Finally, in 1887, he ended up in the Swiss village of Heiden, overlooking Lake Constance, where he fell ill. He found refuge in the local hospice, and it was there that he was discovered in 1895 by a journalist, Georg Baumberger, who wrote an article about him which, within a few days, was reprinted in the press throughout Europe. Messages of sympathy reached Dunant from all over the world; overnight he was once more famous and honoured.

In 1901, he received the Nobel Peace Prize.

Henry Dunant died on 30 October 1910.

Humanity, Impartiality, Neutrality, Independence, Voluntary Service, Unity, Universality

Humanity - The International Red Cross and Red Crescent Movement, born of a desire to bring assistance without discrimination to the wounded on the battlefield, endeavours, in its international and national capacity, to prevent and alleviate human suffering wherever it may be found. Its purpose is to protect life and health and to ensure respect for the human being. It promotes mutual understanding, friendship, cooperation and lasting peace amongst all peoples.
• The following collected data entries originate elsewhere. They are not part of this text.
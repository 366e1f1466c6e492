//! Revenue figures derived from the entry log and the current occupancy.
//!
//! Every function here is pure: the same entries, occupancy and clock always
//! give the same figures, so the push and poll refresh paths can both call in
//! without coordinating.

use crate::display::Occupancy;
use crate::models::{DailyReport, EntryRecord};
use chrono::{DateTime, Duration, NaiveDate, TimeZone, Utc};
use rust_decimal::Decimal;
use serde::Serialize;
use std::collections::BTreeMap;

/// Where a day's revenue figure came from.
#[derive(Debug, Clone, Copy, PartialEq, Eq, Default, Serialize)]
#[serde(rename_all = "snake_case")]
pub enum RevenueSource {
    #[default]
    Empty,
    Registered,
    Occupancy,
}

#[derive(Debug, Clone, PartialEq, Serialize)]
pub struct DayRevenue {
    pub date: NaiveDate,
    #[serde(with = "rust_decimal::serde::float")]
    pub revenue: Decimal,
    pub count: u32,
    pub source: RevenueSource,
}

impl DayRevenue {
    pub fn empty(date: NaiveDate) -> Self {
        Self {
            date,
            revenue: Decimal::ZERO,
            count: 0,
            source: RevenueSource::Empty,
        }
    }

    fn from_entries(date: NaiveDate, entries: &[&EntryRecord], price: Decimal) -> Self {
        if entries.is_empty() {
            return Self::empty(date);
        }
        Self {
            date,
            revenue: entries.iter().map(|entry| entry.amount_or(price)).sum(),
            count: saturating_count(entries.len()),
            source: RevenueSource::Registered,
        }
    }

    fn from_occupancy(date: NaiveDate, occupied: u32, price: Decimal) -> Self {
        if occupied == 0 {
            return Self::empty(date);
        }
        Self {
            date,
            revenue: price * Decimal::from(occupied),
            count: occupied,
            source: RevenueSource::Occupancy,
        }
    }

    pub fn is_empty(&self) -> bool {
        self.count == 0 && self.revenue.is_zero()
    }
}

/// Entry counts past `u32::MAX` stay pinned at the maximum.
fn saturating_count(len: usize) -> u32 {
    u32::try_from(len).unwrap_or(u32::MAX)
}

/// Everything the admin panel shows, computed in one pass.
#[derive(Debug, Clone, PartialEq)]
pub struct Aggregates {
    pub total_revenue: Decimal,
    pub total_entries: usize,
    pub today: DayRevenue,
    pub yesterday: DayRevenue,
    pub reports: Vec<DailyReport>,
}

impl Aggregates {
    pub fn empty(today: NaiveDate) -> Self {
        Self {
            total_revenue: Decimal::ZERO,
            total_entries: 0,
            today: DayRevenue::empty(today),
            yesterday: DayRevenue::empty(today - Duration::days(1)),
            reports: Vec::new(),
        }
    }
}

pub fn aggregate<Tz: TimeZone>(
    entries: &[EntryRecord],
    occupancy: Occupancy,
    now: &DateTime<Tz>,
    price: Decimal,
) -> Aggregates {
    Aggregates {
        total_revenue: total_revenue(entries, price),
        total_entries: entries.len(),
        today: today_revenue(entries, occupancy, now, price),
        yesterday: yesterday_revenue(entries, now, price),
        reports: daily_reports(entries, &now.timezone(), price),
    }
}

/// Sum over every entry ever registered. Cars leaving never lower this.
pub fn total_revenue(entries: &[EntryRecord], price: Decimal) -> Decimal {
    entries.iter().map(|entry| entry.amount_or(price)).sum()
}

pub fn local_date<Tz: TimeZone>(timestamp: &DateTime<Utc>, tz: &Tz) -> NaiveDate {
    timestamp.with_timezone(tz).date_naive()
}

pub fn entries_on_date<'a, Tz: TimeZone>(
    entries: &'a [EntryRecord],
    date: NaiveDate,
    tz: &Tz,
) -> Vec<&'a EntryRecord> {
    entries
        .iter()
        .filter(|entry| local_date(&entry.created_at, tz) == date)
        .collect()
}

/// Today's revenue and car count.
///
/// Registered entries are used when there are any; otherwise the occupied
/// spaces stand in for unregistered paid cars. The result is then passed
/// through [`reconcile`] against the same occupancy.
pub fn today_revenue<Tz: TimeZone>(
    entries: &[EntryRecord],
    occupancy: Occupancy,
    now: &DateTime<Tz>,
    price: Decimal,
) -> DayRevenue {
    let today = now.date_naive();
    let todays = entries_on_date(entries, today, &now.timezone());
    let initial = if todays.is_empty() {
        DayRevenue::from_occupancy(today, occupancy.occupied(), price)
    } else {
        DayRevenue::from_entries(today, &todays, price)
    };
    reconcile(initial, occupancy, price)
}

/// Precedence between the registered figure and the occupancy figure.
///
/// While spaces are occupied, the figure must equal `occupied * price`;
/// any other value (including zero) is replaced by it. With no spaces
/// occupied the current figure stands, so cars leaving never erase income.
pub fn reconcile(current: DayRevenue, occupancy: Occupancy, price: Decimal) -> DayRevenue {
    let occupied = occupancy.occupied();
    if occupied == 0 {
        return current;
    }
    let expected = price * Decimal::from(occupied);
    if current.revenue.is_zero() || current.revenue != expected {
        DayRevenue::from_occupancy(current.date, occupied, price)
    } else {
        current
    }
}

/// Keeps a non-zero figure for the same day when a later refresh comes back
/// empty. A new day always starts from the fresh figure.
pub fn carry_forward(previous: Option<&DayRevenue>, next: DayRevenue) -> DayRevenue {
    match previous {
        Some(previous)
            if previous.date == next.date
                && next.revenue.is_zero()
                && previous.revenue > Decimal::ZERO =>
        {
            previous.clone()
        }
        _ => next,
    }
}

/// Yesterday's registered revenue. There is no live occupancy for a past
/// day, so no fallback applies.
pub fn yesterday_revenue<Tz: TimeZone>(
    entries: &[EntryRecord],
    now: &DateTime<Tz>,
    price: Decimal,
) -> DayRevenue {
    let yesterday = now.date_naive() - Duration::days(1);
    let entries = entries_on_date(entries, yesterday, &now.timezone());
    DayRevenue::from_entries(yesterday, &entries, price)
}

/// One report per local calendar date present in the log, newest first.
pub fn daily_reports<Tz: TimeZone>(
    entries: &[EntryRecord],
    tz: &Tz,
    price: Decimal,
) -> Vec<DailyReport> {
    let mut by_date: BTreeMap<NaiveDate, (u32, Decimal)> = BTreeMap::new();
    for entry in entries {
        let day = by_date
            .entry(local_date(&entry.created_at, tz))
            .or_insert((0, Decimal::ZERO));
        day.0 += 1;
        day.1 += entry.amount_or(price);
    }

    by_date
        .into_iter()
        .rev()
        .map(|(date, (total_entries, total_revenue))| DailyReport {
            date,
            total_entries,
            total_revenue,
        })
        .collect()
}

/// The `limit` newest entries, newest first.
pub fn recent_entries(entries: &[EntryRecord], limit: usize) -> Vec<EntryRecord> {
    let mut sorted = entries.to_vec();
    sorted.sort_by(|a, b| b.created_at.cmp(&a.created_at));
    sorted.truncate(limit);
    sorted
}

#[cfg(test)]
mod tests {
    use super::*;
    use chrono::FixedOffset;

    fn price() -> Decimal {
        Decimal::from(45)
    }

    fn brt() -> FixedOffset {
        FixedOffset::west_opt(3 * 3600).unwrap()
    }

    fn at(rfc3339: &str) -> DateTime<FixedOffset> {
        DateTime::parse_from_rfc3339(rfc3339).unwrap()
    }

    fn entry(id: &str, created_at: &str, amount: Option<i64>) -> EntryRecord {
        EntryRecord {
            id: id.to_string(),
            created_at: at(created_at).with_timezone(&Utc),
            amount_paid: amount.map(Decimal::from),
        }
    }

    fn date(y: i32, m: u32, d: u32) -> NaiveDate {
        NaiveDate::from_ymd_opt(y, m, d).unwrap()
    }

    #[test]
    fn total_revenue_never_decreases_as_entries_are_appended() {
        let all = vec![
            entry("a", "2026-10-17T10:00:00-03:00", Some(45)),
            entry("b", "2026-10-18T11:00:00-03:00", None),
            entry("c", "2026-10-19T09:00:00-03:00", Some(0)),
            entry("d", "2026-10-19T09:30:00-03:00", Some(60)),
        ];
        let mut previous = Decimal::ZERO;
        for len in 0..=all.len() {
            let total = total_revenue(&all[..len], price());
            assert!(total >= previous);
            previous = total;
        }
        assert_eq!(previous, Decimal::from(45 + 45 + 45 + 60));
    }

    #[test]
    fn entries_near_midnight_use_local_date() {
        // 01:30 UTC on the 20th is still the evening of the 19th at -03:00.
        let entries = vec![entry("late", "2026-10-20T01:30:00Z", None)];
        assert_eq!(entries_on_date(&entries, date(2026, 10, 19), &brt()).len(), 1);
        assert!(entries_on_date(&entries, date(2026, 10, 20), &brt()).is_empty());
        assert_eq!(entries_on_date(&entries, date(2026, 10, 20), &Utc).len(), 1);
    }

    #[test]
    fn no_entries_and_no_occupancy_is_zero() {
        let today = today_revenue(&[], Occupancy::new(4, 4), &at("2026-10-19T12:00:00-03:00"), price());
        assert_eq!(today.revenue, Decimal::ZERO);
        assert_eq!(today.count, 0);
        assert_eq!(today.source, RevenueSource::Empty);
    }

    #[test]
    fn no_entries_falls_back_to_occupied_spaces() {
        let today = today_revenue(&[], Occupancy::new(1, 4), &at("2026-10-19T12:00:00-03:00"), price());
        assert_eq!(today.revenue, Decimal::from(135));
        assert_eq!(today.count, 3);
        assert_eq!(today.source, RevenueSource::Occupancy);
    }

    #[test]
    fn registered_entries_agreeing_with_occupancy_are_kept() {
        let entries = vec![
            entry("a", "2026-10-19T08:00:00-03:00", Some(45)),
            entry("b", "2026-10-19T09:00:00-03:00", Some(45)),
            entry("old", "2026-10-18T09:00:00-03:00", Some(45)),
        ];
        let today = today_revenue(&entries, Occupancy::new(2, 4), &at("2026-10-19T12:00:00-03:00"), price());
        assert_eq!(today.revenue, Decimal::from(90));
        assert_eq!(today.count, 2);
        assert_eq!(today.source, RevenueSource::Registered);
    }

    #[test]
    fn occupancy_overrides_stale_registered_total() {
        let entries = vec![entry("a", "2026-10-19T08:00:00-03:00", Some(45))];
        let today = today_revenue(&entries, Occupancy::new(1, 4), &at("2026-10-19T12:00:00-03:00"), price());
        assert_eq!(today.revenue, Decimal::from(135));
        assert_eq!(today.count, 3);
        assert_eq!(today.source, RevenueSource::Occupancy);
    }

    #[test]
    fn occupancy_dropping_to_zero_keeps_revenue() {
        let recorded = today_revenue(&[], Occupancy::new(1, 4), &at("2026-10-19T12:00:00-03:00"), price());
        let after = reconcile(recorded.clone(), Occupancy::new(4, 4), price());
        assert_eq!(after, recorded);
        assert_eq!(after.revenue, Decimal::from(135));
    }

    #[test]
    fn carry_forward_keeps_income_within_the_same_day() {
        let recorded = DayRevenue::from_occupancy(date(2026, 10, 19), 3, price());
        let refreshed = DayRevenue::empty(date(2026, 10, 19));
        assert_eq!(carry_forward(Some(&recorded), refreshed), recorded);

        let next_day = DayRevenue::empty(date(2026, 10, 20));
        assert_eq!(carry_forward(Some(&recorded), next_day.clone()), next_day);

        let lower = DayRevenue::from_occupancy(date(2026, 10, 19), 1, price());
        assert_eq!(carry_forward(Some(&recorded), lower.clone()), lower);
    }

    #[test]
    fn recomputing_is_idempotent() {
        let entries = vec![
            entry("a", "2026-10-19T08:00:00-03:00", Some(45)),
            entry("b", "2026-10-18T09:00:00-03:00", None),
        ];
        let now = at("2026-10-19T12:00:00-03:00");
        let first = aggregate(&entries, Occupancy::new(2, 4), &now, price());
        let second = aggregate(&entries, Occupancy::new(2, 4), &now, price());
        assert_eq!(first, second);
    }

    #[test]
    fn yesterday_has_no_occupancy_fallback() {
        let entries = vec![
            entry("a", "2026-10-18T23:59:00-03:00", Some(50)),
            entry("b", "2026-10-19T00:01:00-03:00", Some(45)),
        ];
        let yesterday = yesterday_revenue(&entries, &at("2026-10-19T12:00:00-03:00"), price());
        assert_eq!(yesterday.date, date(2026, 10, 18));
        assert_eq!(yesterday.revenue, Decimal::from(50));
        assert_eq!(yesterday.count, 1);

        let empty = yesterday_revenue(&[], &at("2026-10-19T12:00:00-03:00"), price());
        assert!(empty.is_empty());
    }

    #[test]
    fn daily_reports_group_by_date_newest_first() {
        let entries = vec![
            entry("a", "2026-10-17T10:00:00-03:00", Some(45)),
            entry("b", "2026-10-19T10:00:00-03:00", None),
            entry("c", "2026-10-18T10:00:00-03:00", Some(50)),
            entry("d", "2026-10-19T11:00:00-03:00", Some(45)),
            entry("e", "2026-10-18T22:30:00-03:00", None),
        ];
        let reports = daily_reports(&entries, &brt(), price());
        let dates: Vec<_> = reports.iter().map(|report| report.date).collect();
        assert_eq!(dates, vec![date(2026, 10, 19), date(2026, 10, 18), date(2026, 10, 17)]);
        assert_eq!(reports[0].total_entries, 2);
        assert_eq!(reports[0].total_revenue, Decimal::from(90));
        assert_eq!(reports[1].total_entries, 2);
        assert_eq!(reports[1].total_revenue, Decimal::from(95));
        assert_eq!(reports[2].total_revenue, Decimal::from(45));
    }

    #[test]
    fn recent_entries_are_newest_first() {
        let entries = vec![
            entry("a", "2026-10-17T10:00:00-03:00", None),
            entry("b", "2026-10-19T10:00:00-03:00", None),
            entry("c", "2026-10-18T10:00:00-03:00", None),
        ];
        let recent = recent_entries(&entries, 2);
        let ids: Vec<_> = recent.iter().map(|entry| entry.id.as_str()).collect();
        assert_eq!(ids, vec!["b", "c"]);
    }

    #[test]
    fn entry_counts_saturate_instead_of_wrapping() {
        assert_eq!(saturating_count(3), 3);
        assert_eq!(saturating_count(u32::MAX as usize), u32::MAX);
        assert_eq!(saturating_count(usize::MAX), u32::MAX);
    }
}
use rust_decimal::Decimal;
use std::{env, path::PathBuf, str::FromStr, time::Duration};
use tracing::warn;

pub const DEFAULT_PORT: u16 = 8080;
pub const DEFAULT_TOTAL_SPACES: u32 = 4;
pub const DEFAULT_ADMIN_PASSWORD: &str = "admin123";
pub const DEFAULT_REFRESH_SECS: u64 = 5;

pub fn default_price() -> Decimal {
    Decimal::new(4500, 2)
}

#[derive(Debug, Clone, PartialEq)]
pub enum BackendConfig {
    File { data_path: PathBuf },
    Rest { url: String, anon_key: String },
}

#[derive(Debug, Clone)]
pub struct Config {
    pub port: u16,
    pub backend: BackendConfig,
    pub session_path: PathBuf,
    pub admin_password: String,
    pub total_spaces: u32,
    pub price_per_entry: Decimal,
    pub refresh_interval: Duration,
}

impl Config {
    pub fn from_env() -> Self {
        Self::from_lookup(|key| env::var(key).ok())
    }

    /// Builds the configuration from any key lookup. Unparsable values fall
    /// back to their defaults with a warning.
    pub fn from_lookup(lookup: impl Fn(&str) -> Option<String>) -> Self {
        let data_path = lookup("APP_DATA_PATH")
            .map(PathBuf::from)
            .unwrap_or_else(|| PathBuf::from("data/parking.json"));
        let session_path = lookup("APP_SESSION_PATH")
            .map(PathBuf::from)
            .unwrap_or_else(|| data_path.with_file_name("session.json"));

        let backend = match (lookup("SUPABASE_URL"), lookup("SUPABASE_ANON_KEY")) {
            (Some(url), Some(anon_key)) if !url.trim().is_empty() => BackendConfig::Rest {
                url: url.trim_end_matches('/').to_string(),
                anon_key,
            },
            _ => BackendConfig::File { data_path },
        };

        let refresh_secs = parse_or(&lookup, "REFRESH_INTERVAL_SECS", DEFAULT_REFRESH_SECS).max(1);

        Self {
            port: parse_or(&lookup, "PORT", DEFAULT_PORT),
            backend,
            session_path,
            admin_password: lookup("ADMIN_PASSWORD")
                .unwrap_or_else(|| DEFAULT_ADMIN_PASSWORD.to_string()),
            total_spaces: parse_or(&lookup, "PARKING_TOTAL_SPACES", DEFAULT_TOTAL_SPACES),
            price_per_entry: parse_or(&lookup, "PARKING_PRICE_PER_ENTRY", default_price()),
            refresh_interval: Duration::from_secs(refresh_secs),
        }
    }
}

fn parse_or<T: FromStr>(lookup: &impl Fn(&str) -> Option<String>, key: &str, default: T) -> T {
    match lookup(key) {
        Some(value) => value.trim().parse().unwrap_or_else(|_| {
            warn!("ignoring invalid {key}={value:?}");
            default
        }),
        None => default,
    }
}

#[cfg(test)]
mod tests {
    use super::*;
    use std::collections::HashMap;

    fn lookup(pairs: &[(&str, &str)]) -> impl Fn(&str) -> Option<String> {
        let map: HashMap<String, String> = pairs
            .iter()
            .map(|(k, v)| (k.to_string(), v.to_string()))
            .collect();
        move |key| map.get(key).cloned()
    }

    #[test]
    fn defaults_match_the_lot() {
        let config = Config::from_lookup(lookup(&[]));
        assert_eq!(config.port, 8080);
        assert_eq!(config.total_spaces, 4);
        assert_eq!(config.price_per_entry, Decimal::from(45));
        assert_eq!(config.refresh_interval, Duration::from_secs(5));
        assert_eq!(config.admin_password, "admin123");
        assert_eq!(
            config.backend,
            BackendConfig::File {
                data_path: PathBuf::from("data/parking.json")
            }
        );
        assert_eq!(config.session_path, PathBuf::from("data/session.json"));
    }

    #[test]
    fn invalid_values_fall_back() {
        let config = Config::from_lookup(lookup(&[
            ("PORT", "not-a-port"),
            ("PARKING_PRICE_PER_ENTRY", "abc"),
            ("REFRESH_INTERVAL_SECS", "0"),
        ]));
        assert_eq!(config.port, 8080);
        assert_eq!(config.price_per_entry, Decimal::from(45));
        assert_eq!(config.refresh_interval, Duration::from_secs(1));
    }

    #[test]
    fn supabase_settings_select_rest_backend() {
        let config = Config::from_lookup(lookup(&[
            ("SUPABASE_URL", "https://example.supabase.co/"),
            ("SUPABASE_ANON_KEY", "key"),
        ]));
        assert_eq!(
            config.backend,
            BackendConfig::Rest {
                url: "https://example.supabase.co".to_string(),
                anon_key: "key".to_string(),
            }
        );
    }
}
Impartiality - It makes no discrimination as to nationality, race, religious beliefs, class or political opinions. It strives to relieve the sufferings of individuals, being guided solely by their needs, and to give priority to the most urgent cases of distress

Neutrality - In order to continue to enjoy the confidence of all, the Movement may not take sides in hostilities or engage at any time in controversies of a political, racial, religious or ideological nature. 


Independence - The Movement is independent. The National Societies, while auxiliaries in the humanitarian services of their governments and subject to the laws of their respective countries, must always maintain their autonomy so that they may be able at all times to act in accordance with the principles of the Movement. 

Voluntary Service - It is a voluntary relief movement not prompted in any manner by desire for gain. 

Unity - There can be only one Red Cross or one Red Crescent Society in any one country. It must be open to all. It must carry on its humanitarian work throughout its territory. 

Universality - The International Red Cross and Red Crescent Movement, in which all Societies have equal status and share equal responsibilities and duties in helping each other, is worldwide.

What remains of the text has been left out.